Ingredients
Equipment
Method
Step-by-Step Instructions
- In a non-stick skillet over medium heat, add your bratwurst sausage, cooking for about 5-6 minutes until browned. Use a spatula to break the sausage into small crumbles. Transfer to a bowl, leaving flavors in the skillet.
- Drain the sauerkraut thoroughly in a colander to remove excess moisture. Finely chop the sauerkraut and set it aside.
- Return to your skillet and add the chopped sauerkraut to the cooked bratwurst. Sprinkle in the caraway seeds, salt, and black pepper. Pour in the lager beer and cook for 12-15 minutes, allowing the liquid to evaporate.
- In a mixing bowl, combine the sauerkraut mixture with softened cream cheese, panko breadcrumbs, and chopped scallions. Mix until well blended.
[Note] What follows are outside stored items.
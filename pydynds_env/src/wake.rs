//! Edge-style notification that a control request is pending.

use std::sync::atomic::{AtomicBool, Ordering};
use std::sync::Arc;
use std::time::Duration;
use tokio::sync::Notify;

/// A settable/resettable flag with a bounded blocking wait.
///
/// Senders push a request and then `set()`; the control loop `clear()`s
/// before popping so a request pushed in between is never missed.
#[derive(Debug, Default)]
pub struct WakeSignal {
    flag: AtomicBool,
    notify: Notify,
}

impl WakeSignal {
    pub fn new() -> Self {
        Self::default()
    }

    /// Creates an Arc-wrapped signal for sharing between both ends.
    pub fn shared() -> Arc<Self> {
        Arc::new(Self::new())
    }

    /// Sets the flag and wakes every waiter.
    pub fn set(&self) {
        self.flag.store(true, Ordering::SeqCst);
        self.notify.notify_waiters();
    }

    /// Resets the flag.
    pub fn clear(&self) {
        self.flag.store(false, Ordering::SeqCst);
    }

    pub fn is_set(&self) -> bool {
        self.flag.load(Ordering::SeqCst)
    }

    /// Waits until the flag is set or `timeout` elapses.
    ///
    /// Returns the flag value at the end of the wait.
    pub async fn wait(&self, timeout: Duration) -> bool {
        let notified = self.notify.notified();
        tokio::pin!(notified);
        // Register before checking the flag so a concurrent set() is seen.
        notified.as_mut().enable();
        if self.is_set() {
            return true;
        }
        let _ = tokio::time::timeout(timeout, notified).await;
        self.is_set()
    }
}
//! PyDynDS Simulation
//!
//! Runs a pluggable DCOP algorithm against a dynamic DCOP whose constraint
//! graph changes over simulated cycles.
//!
//! # Architecture
//!
//! ```text
//! ┌────────────────────── SimulationController ──────────────────────┐
//! │   setup / start / pause / resume / stop / get_current_stats      │
//! └───────┬───────────────────────┬────────────────────────┬─────────┘
//!         │ control               │ control                │ control
//!    ┌────▼─────┐  QUERY_STATS ┌──▼────────┐ ViewUpdate ┌──▼────────┐
//!    │  Model   │─────────────►│ Algorithm │───────────►│ Simulator │
//!    │ (clock)  │              │ (solver)  │            │  (world)  │
//!    └────┬─────┘              └───────────┘            └─────▲─────┘
//!         └──────────────── CycleStatus feed ─────────────────┘
//! ```
//!
//! - **Model** owns simulated time. It polls the Algorithm's stats, advances
//!   the cycle by message delay and computation cost, and activates the
//!   matching DynDCOP snapshot.
//! - **Simulator** answers the Algorithm's view requests with the snapshot
//!   active at the Model's cycle.
//! - **Algorithm** runs the solver step by step and records every message
//!   and computation.
//!
//! # Usage
//!
//! ```ignore
//! use pydynds_sim::{AlgorithmRegistry, SimConfig, SimulationController};
//!
//! let dyn_dcop = pydynds_core::DynDcop::from_json_file("dyndcop.json")?;
//! let mut controller = SimulationController::new(AlgorithmRegistry::with_builtin(), SimConfig::default());
//! controller.setup("sample_algorithm", dyn_dcop, 1, 1).await?;
//! controller.start().await?;
//! let stats = controller.get_current_stats().await?;
//! controller.stop().await?;
//! ```

mod algorithm;
pub mod algorithms;
mod config;
mod controller;
mod error;
mod model;
mod registry;
mod simulator;
mod summary;

pub use algorithm::{Algorithm, AlgorithmArgs, AlgorithmContext, AlgorithmState, AlgorithmWorker};
pub use config::SimConfig;
pub use controller::{transition, Command, ControllerState, SimulationController};
pub use error::SimError;
pub use model::{ModelSettings, ModelWorker};
pub use registry::{AlgorithmFactory, AlgorithmRegistry};
pub use simulator::SimulatorWorker;
pub use summary::RunSummary;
- Using a cookie scoop, portion the filling and roll it into balls the size of a golf ball, placing them on a parchment-lined baking sheet.
- Cover the baking sheet with plastic wrap and refrigerate for at least 1 hour to help the flavors meld.
- Set up a breading station with flour, a mixture of beer and beaten eggs, and panko breadcrumbs. Coat each ball in flour, dip in the beer-egg mixture, and finally coat with panko.
- Heat oil to 350°F for frying or preheat air fryer to 380°F. Fry the balls for 2-3 minutes per side until golden brown, or air fry for 8-10 minutes, flipping halfway through.
- Prepare the dipping sauce by whisking together mayonnaise, apple cider vinegar, whole grain mustard, and minced garlic. Cover and chill until ready to serve.
Nutrition
Notes
Make sure to drain and squeeze excess moisture from the sauerkraut. Chilling the balls before cooking ensures they hold together beautifully.